Besides structural growth drivers in the technology space, we own what we call “counter-correlated businesses” that have also benefited from the drive towards home entertainment and remote working, sparked by Covid-19. Online gaming company EA Sports is one such company we own, whose business fundamentals have improved since the onset of the pandemic.
Financial data and software company FactSet is another good example. Asset management businesses have directed a lot of expenditure towards technology — not just Zoom and videoconferencing facilities — but to data providers such as FactSet. The need for people to work from home with easy access to data means more licences are sold, increasing the revenue of such companies.

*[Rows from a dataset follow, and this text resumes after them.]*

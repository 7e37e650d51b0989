//! Durable key/value storage for session tokens
//!
//! The session layer only ever touches three string keys. Backends report
//! failures as `LaptopHubError::Storage`; deciding whether a failure
//! matters is up to the caller.

use std::collections::{BTreeMap, HashMap};
use std::fs;
use std::path::{Path, PathBuf};
use std::sync::Mutex;

use crate::config::TokenStorageConfig;
use crate::error::{LaptopHubError, Result};

/// Access token
pub const ACCESS_KEY: &str = "lh_access";
/// Refresh token
pub const REFRESH_KEY: &str = "lh_refresh";
/// Email of the signed-in user
pub const EMAIL_KEY: &str = "lh_email";

/// Every key the session writes.
pub const SESSION_KEYS: [&str; 3] = [ACCESS_KEY, REFRESH_KEY, EMAIL_KEY];

/// String key/value storage
pub trait KeyValueStore: Send + Sync {
    fn get(&self, key: &str) -> Result<Option<String>>;
    fn set(&self, key: &str, value: &str) -> Result<()>;
    /// Removing a missing key is not an error.
    fn remove(&self, key: &str) -> Result<()>;
}

impl<S: KeyValueStore + ?Sized> KeyValueStore for Box<S> {
    fn get(&self, key: &str) -> Result<Option<String>> {
        (**self).get(key)
    }

    fn set(&self, key: &str, value: &str) -> Result<()> {
        (**self).set(key, value)
    }

    fn remove(&self, key: &str) -> Result<()> {
        (**self).remove(key)
    }
}

/// JSON object on disk, re-read on every access
#[derive(Debug)]
pub struct FileStore {
    path: PathBuf,
    write_lock: Mutex<()>,
}

impl FileStore {
    pub fn new(path: impl Into<PathBuf>) -> Self {
        Self {
            path: path.into(),
            write_lock: Mutex::new(()),
        }
    }

    pub fn path(&self) -> &Path {
        &self.path
    }

    fn load(&self) -> Result<BTreeMap<String, String>> {
        if !self.path.exists() {
            return Ok(BTreeMap::new());
        }

        let content = fs::read_to_string(&self.path).map_err(|e| {
            LaptopHubError::storage(format!("Failed to read {}: {}", self.path.display(), e))
        })?;

        if content.trim().is_empty() {
            return Ok(BTreeMap::new());
        }

        serde_json::from_str(&content).map_err(|e| {
            LaptopHubError::storage(format!("Failed to parse {}: {}", self.path.display(), e))
        })
    }

    fn save(&self, entries: &BTreeMap<String, String>) -> Result<()> {
        if let Some(parent) = self.path.parent() {
            fs::create_dir_all(parent).map_err(|e| {
                LaptopHubError::storage(format!("Failed to create storage directory: {}", e))
            })?;
        }

        let content = serde_json::to_string_pretty(entries)
            .map_err(|e| LaptopHubError::storage(format!("Failed to serialize session: {}", e)))?;

        fs::write(&self.path, content).map_err(|e| {
            LaptopHubError::storage(format!("Failed to write {}: {}", self.path.display(), e))
        })
    }

    fn update<F: FnOnce(&mut BTreeMap<String, String>)>(&self, change: F) -> Result<()> {
        let _guard = self.write_lock.lock().unwrap_or_else(|e| e.into_inner());
        let mut entries = self.load()?;
        change(&mut entries);
        self.save(&entries)
    }
}

impl KeyValueStore for FileStore {
    fn get(&self, key: &str) -> Result<Option<String>> {
        Ok(self.load()?.remove(key))
    }

    fn set(&self, key: &str, value: &str) -> Result<()> {
        self.update(|entries| {
            entries.insert(key.to_string(), value.to_string());
        })
    }

    fn remove(&self, key: &str) -> Result<()> {
        if !self.path.exists() {
            return Ok(());
        }
        self.update(|entries| {
            entries.remove(key);
        })
    }
}

/// Process-lifetime storage
#[derive(Debug, Default)]
pub struct MemoryStore {
    entries: Mutex<HashMap<String, String>>,
}

impl MemoryStore {
    pub fn new() -> Self {
        Self::default()
    }
}

impl KeyValueStore for MemoryStore {
    fn get(&self, key: &str) -> Result<Option<String>> {
        let entries = self.entries.lock().unwrap_or_else(|e| e.into_inner());
        Ok(entries.get(key).cloned())
    }

    fn set(&self, key: &str, value: &str) -> Result<()> {
        let mut entries = self.entries.lock().unwrap_or_else(|e| e.into_inner());
        entries.insert(key.to_string(), value.to_string());
        Ok(())
    }

    fn remove(&self, key: &str) -> Result<()> {
        let mut entries = self.entries.lock().unwrap_or_else(|e| e.into_inner());
        entries.remove(key);
        Ok(())
    }
}

/// Storage that refuses every access, as when the host has it disabled
#[derive(Debug, Default, Clone, Copy)]
pub struct UnavailableStore;

impl KeyValueStore for UnavailableStore {
    fn get(&self, _key: &str) -> Result<Option<String>> {
        Err(LaptopHubError::storage("Storage is unavailable"))
    }

    fn set(&self, _key: &str, _value: &str) -> Result<()> {
        Err(LaptopHubError::storage("Storage is unavailable"))
    }

    fn remove(&self, _key: &str) -> Result<()> {
        Err(LaptopHubError::storage("Storage is unavailable"))
    }
}

/// Store selected by configuration: a `FileStore` at the resolved path,
/// or a `MemoryStore` when persistence is turned off.
pub fn open_store(config: &TokenStorageConfig) -> Box<dyn KeyValueStore> {
    if config.enabled {
        Box::new(FileStore::new(config.resolved_path()))
    } else {
        Box::new(MemoryStore::new())
    }
}

#[cfg(test)]
mod tests {
    use super::*;
    use tempfile::TempDir;

    fn file_store() -> (TempDir, FileStore) {
        let dir = TempDir::new().unwrap();
        let store = FileStore::new(dir.path().join("nested").join("session.json"));
        (dir, store)
    }

    #[test]
    fn test_file_store_persists_across_instances() {
        let (_dir, store) = file_store();
        store.set(ACCESS_KEY, "a1").unwrap();
        store.set(EMAIL_KEY, "sara@example.com").unwrap();

        let reopened = FileStore::new(store.path());
        assert_eq!(reopened.get(ACCESS_KEY).unwrap().as_deref(), Some("a1"));
        assert_eq!(
            reopened.get(EMAIL_KEY).unwrap().as_deref(),
            Some("sara@example.com")
        );
        assert_eq!(reopened.get(REFRESH_KEY).unwrap(), None);
    }

    #[test]
    fn test_file_store_remove() {
        let (_dir, store) = file_store();
        store.remove(ACCESS_KEY).unwrap();
        assert!(!store.path().exists());

        store.set(ACCESS_KEY, "a1").unwrap();
        store.set(REFRESH_KEY, "r1").unwrap();
        store.remove(ACCESS_KEY).unwrap();
        assert_eq!(store.get(ACCESS_KEY).unwrap(), None);
        assert_eq!(store.get(REFRESH_KEY).unwrap().as_deref(), Some("r1"));
    }

    #[test]
    fn test_file_store_empty_file() {
        let (_dir, store) = file_store();
        fs::create_dir_all(store.path().parent().unwrap()).unwrap();
        fs::write(store.path(), "  ").unwrap();
        assert_eq!(store.get(ACCESS_KEY).unwrap(), None);
    }

    #[test]
    fn test_file_store_corrupt_file_is_storage_error() {
        let (_dir, store) = file_store();
        fs::create_dir_all(store.path().parent().unwrap()).unwrap();
        fs::write(store.path(), "{not json").unwrap();
        let err = store.get(ACCESS_KEY).unwrap_err();
        assert!(matches!(err, LaptopHubError::Storage { .. }));
    }

    #[test]
    fn test_memory_store() {
        let store = MemoryStore::new();
        store.set(EMAIL_KEY, "x@example.com").unwrap();
        assert_eq!(store.get(EMAIL_KEY).unwrap().as_deref(), Some("x@example.com"));
        store.remove(EMAIL_KEY).unwrap();
        store.remove(EMAIL_KEY).unwrap();
        assert_eq!(store.get(EMAIL_KEY).unwrap(), None);
    }

    #[test]
    fn test_unavailable_store_always_fails() {
        let store = UnavailableStore;
        assert!(store.get(ACCESS_KEY).is_err());
        assert!(store.set(ACCESS_KEY, "a").is_err());
        assert!(store.remove(ACCESS_KEY).is_err());
    }

    #[test]
    fn test_open_store_respects_enabled_flag() {
        let dir = TempDir::new().unwrap();
        let path = dir.path().join("session.json");

        let disabled = open_store(&TokenStorageConfig {
            enabled: false,
            storage_path: Some(path.clone()),
        });
        disabled.set(ACCESS_KEY, "a1").unwrap();
        assert!(!path.exists());

        let enabled = open_store(&TokenStorageConfig {
            enabled: true,
            storage_path: Some(path.clone()),
        });
        enabled.set(ACCESS_KEY, "a1").unwrap();
        assert!(path.exists());
    }
}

While our exposure to the information technology sector has grown over time due to the structural growth trends on offer, we retain a material holding in more defensive areas of the market. We recognise the need to have balance in our equity portfolios. Factors such as the Covid-19 environment, economic slowdown and government policy action make little difference to the fundamentals of these companies.
Nestlé is one such a portfolio holding. It is essentially a recessionproof business, with strong consumer brands and an extensive distribution network. Roche is another good example. People who are on chronic medication need it, irrespective of economic circumstances. So, those business are attractive diversifiers in our portfolio.
• Rossouw is co-head of quality, and Cable head of SA quality, at Ninety One.